[Collected data]
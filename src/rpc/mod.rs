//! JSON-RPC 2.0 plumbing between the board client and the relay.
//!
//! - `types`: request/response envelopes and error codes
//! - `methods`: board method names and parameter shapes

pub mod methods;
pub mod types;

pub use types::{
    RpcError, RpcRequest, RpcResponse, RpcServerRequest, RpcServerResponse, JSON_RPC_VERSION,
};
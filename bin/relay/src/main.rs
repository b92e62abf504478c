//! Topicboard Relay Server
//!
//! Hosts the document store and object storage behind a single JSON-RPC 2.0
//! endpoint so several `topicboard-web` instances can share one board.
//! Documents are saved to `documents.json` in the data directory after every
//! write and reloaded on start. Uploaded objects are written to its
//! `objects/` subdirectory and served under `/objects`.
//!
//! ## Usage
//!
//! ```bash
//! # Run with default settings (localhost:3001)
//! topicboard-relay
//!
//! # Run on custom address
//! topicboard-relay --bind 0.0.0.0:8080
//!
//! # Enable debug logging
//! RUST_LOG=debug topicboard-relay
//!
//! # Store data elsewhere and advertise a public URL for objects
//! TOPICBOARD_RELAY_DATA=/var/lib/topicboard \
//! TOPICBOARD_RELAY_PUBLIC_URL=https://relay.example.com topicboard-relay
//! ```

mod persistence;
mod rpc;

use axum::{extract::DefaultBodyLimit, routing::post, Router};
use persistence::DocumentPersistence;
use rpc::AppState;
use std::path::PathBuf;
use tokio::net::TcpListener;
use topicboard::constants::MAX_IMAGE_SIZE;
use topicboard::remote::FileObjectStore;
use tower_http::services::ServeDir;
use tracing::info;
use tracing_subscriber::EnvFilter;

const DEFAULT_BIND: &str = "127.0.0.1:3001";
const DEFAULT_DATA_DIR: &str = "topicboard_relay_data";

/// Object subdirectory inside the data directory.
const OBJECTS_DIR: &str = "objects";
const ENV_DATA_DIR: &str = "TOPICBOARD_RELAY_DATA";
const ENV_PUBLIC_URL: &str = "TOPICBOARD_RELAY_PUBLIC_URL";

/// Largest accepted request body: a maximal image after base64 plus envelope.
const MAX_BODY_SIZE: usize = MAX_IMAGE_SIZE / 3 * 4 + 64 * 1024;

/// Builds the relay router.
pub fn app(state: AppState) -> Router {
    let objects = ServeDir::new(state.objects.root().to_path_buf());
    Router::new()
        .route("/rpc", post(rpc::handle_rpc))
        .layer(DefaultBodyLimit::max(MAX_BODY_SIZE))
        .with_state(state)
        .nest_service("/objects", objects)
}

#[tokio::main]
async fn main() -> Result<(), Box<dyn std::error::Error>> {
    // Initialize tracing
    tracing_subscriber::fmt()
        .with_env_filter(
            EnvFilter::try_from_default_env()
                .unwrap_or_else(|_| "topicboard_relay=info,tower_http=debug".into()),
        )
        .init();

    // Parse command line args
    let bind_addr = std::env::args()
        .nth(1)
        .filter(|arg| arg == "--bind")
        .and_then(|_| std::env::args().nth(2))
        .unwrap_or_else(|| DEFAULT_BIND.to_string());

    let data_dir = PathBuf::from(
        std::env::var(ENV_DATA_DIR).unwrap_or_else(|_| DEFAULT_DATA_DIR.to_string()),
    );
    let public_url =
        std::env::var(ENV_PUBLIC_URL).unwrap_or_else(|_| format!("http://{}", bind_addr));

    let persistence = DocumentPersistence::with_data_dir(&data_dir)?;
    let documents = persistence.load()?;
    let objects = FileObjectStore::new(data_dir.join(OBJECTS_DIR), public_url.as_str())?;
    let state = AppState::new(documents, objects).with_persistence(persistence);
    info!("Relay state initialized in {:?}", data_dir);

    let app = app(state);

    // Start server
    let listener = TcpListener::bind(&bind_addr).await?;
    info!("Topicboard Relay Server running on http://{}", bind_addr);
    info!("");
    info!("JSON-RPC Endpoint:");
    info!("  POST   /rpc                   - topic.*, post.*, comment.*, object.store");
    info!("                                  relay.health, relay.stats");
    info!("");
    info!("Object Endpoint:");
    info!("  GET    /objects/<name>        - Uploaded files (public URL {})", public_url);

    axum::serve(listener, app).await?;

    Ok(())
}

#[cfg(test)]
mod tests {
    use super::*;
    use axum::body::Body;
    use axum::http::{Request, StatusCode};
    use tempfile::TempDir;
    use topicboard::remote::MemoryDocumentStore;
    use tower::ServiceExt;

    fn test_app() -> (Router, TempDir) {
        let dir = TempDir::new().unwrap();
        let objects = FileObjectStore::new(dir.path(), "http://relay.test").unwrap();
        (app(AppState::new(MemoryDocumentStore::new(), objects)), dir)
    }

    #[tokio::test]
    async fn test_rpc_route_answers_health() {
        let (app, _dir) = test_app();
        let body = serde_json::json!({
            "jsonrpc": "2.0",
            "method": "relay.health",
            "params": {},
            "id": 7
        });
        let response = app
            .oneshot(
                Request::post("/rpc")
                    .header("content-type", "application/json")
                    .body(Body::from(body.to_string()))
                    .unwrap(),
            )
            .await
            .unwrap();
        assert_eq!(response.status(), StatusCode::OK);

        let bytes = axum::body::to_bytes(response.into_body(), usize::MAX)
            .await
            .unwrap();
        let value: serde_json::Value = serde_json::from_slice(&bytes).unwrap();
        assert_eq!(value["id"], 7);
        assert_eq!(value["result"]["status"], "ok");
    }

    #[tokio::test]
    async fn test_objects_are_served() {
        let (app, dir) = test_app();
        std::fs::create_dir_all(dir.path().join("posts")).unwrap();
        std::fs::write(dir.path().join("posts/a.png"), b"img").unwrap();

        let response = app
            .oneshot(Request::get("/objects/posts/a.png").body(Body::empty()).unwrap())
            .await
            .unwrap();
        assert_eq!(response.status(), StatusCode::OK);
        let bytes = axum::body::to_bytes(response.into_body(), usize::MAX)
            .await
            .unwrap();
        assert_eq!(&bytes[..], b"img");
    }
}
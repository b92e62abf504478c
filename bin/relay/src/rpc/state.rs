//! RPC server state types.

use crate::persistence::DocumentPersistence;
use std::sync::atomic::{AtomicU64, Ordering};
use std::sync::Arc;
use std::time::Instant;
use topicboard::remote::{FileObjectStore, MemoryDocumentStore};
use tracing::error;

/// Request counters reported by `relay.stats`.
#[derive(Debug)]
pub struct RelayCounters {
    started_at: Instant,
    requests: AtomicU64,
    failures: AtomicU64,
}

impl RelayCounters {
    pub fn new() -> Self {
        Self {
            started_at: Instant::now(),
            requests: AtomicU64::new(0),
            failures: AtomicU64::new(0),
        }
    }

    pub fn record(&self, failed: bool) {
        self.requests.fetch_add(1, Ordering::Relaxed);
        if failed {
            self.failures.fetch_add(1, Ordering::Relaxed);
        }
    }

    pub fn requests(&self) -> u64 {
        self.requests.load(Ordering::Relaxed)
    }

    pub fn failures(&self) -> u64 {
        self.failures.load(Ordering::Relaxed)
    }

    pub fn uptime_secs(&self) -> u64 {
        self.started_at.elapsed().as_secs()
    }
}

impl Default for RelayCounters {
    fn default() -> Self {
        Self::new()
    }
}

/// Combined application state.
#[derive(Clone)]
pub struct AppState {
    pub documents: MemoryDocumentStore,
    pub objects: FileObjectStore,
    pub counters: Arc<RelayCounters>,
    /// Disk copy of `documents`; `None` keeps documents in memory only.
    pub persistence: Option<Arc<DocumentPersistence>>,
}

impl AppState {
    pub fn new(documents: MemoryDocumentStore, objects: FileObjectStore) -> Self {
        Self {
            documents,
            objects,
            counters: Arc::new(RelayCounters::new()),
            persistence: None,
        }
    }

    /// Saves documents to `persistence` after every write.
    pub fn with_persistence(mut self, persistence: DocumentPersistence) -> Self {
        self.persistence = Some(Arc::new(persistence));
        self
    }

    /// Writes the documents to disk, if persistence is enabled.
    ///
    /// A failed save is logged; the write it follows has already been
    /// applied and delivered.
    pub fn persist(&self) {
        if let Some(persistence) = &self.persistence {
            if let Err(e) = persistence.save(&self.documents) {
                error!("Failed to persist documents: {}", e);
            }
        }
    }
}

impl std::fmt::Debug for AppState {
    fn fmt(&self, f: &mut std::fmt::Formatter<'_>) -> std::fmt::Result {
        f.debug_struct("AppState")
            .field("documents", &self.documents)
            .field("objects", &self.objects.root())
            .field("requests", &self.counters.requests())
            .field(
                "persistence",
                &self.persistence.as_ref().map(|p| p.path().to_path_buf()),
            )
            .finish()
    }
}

* _Exercise description_: What the task asks for is a word-for-word repeat of the lines above, from the first through the one containing "directory after every".

* _Solution for this task_:
filename src/rpc/mod.rs
//! JSON-RPC 2.0 plumbing between the board client and the relay.
//!
//! - `types`: request/response envelopes and error codes
//! - `methods`: board method names and parameter shapes

pub mod methods;
pub mod types;

pub use types::{
    RpcError, RpcRequest, RpcResponse, RpcServerRequest, RpcServerResponse, JSON_RPC_VERSION,
};
filename bin/relay/src/main.rs
repository b92e62abf504478c
//! Topicboard Relay Server
//!
//! Hosts the document store and object storage behind a single JSON-RPC 2.0
//! endpoint so several `topicboard-web` instances can share one board.
//! Documents are saved to `documents.json` in the data directory after every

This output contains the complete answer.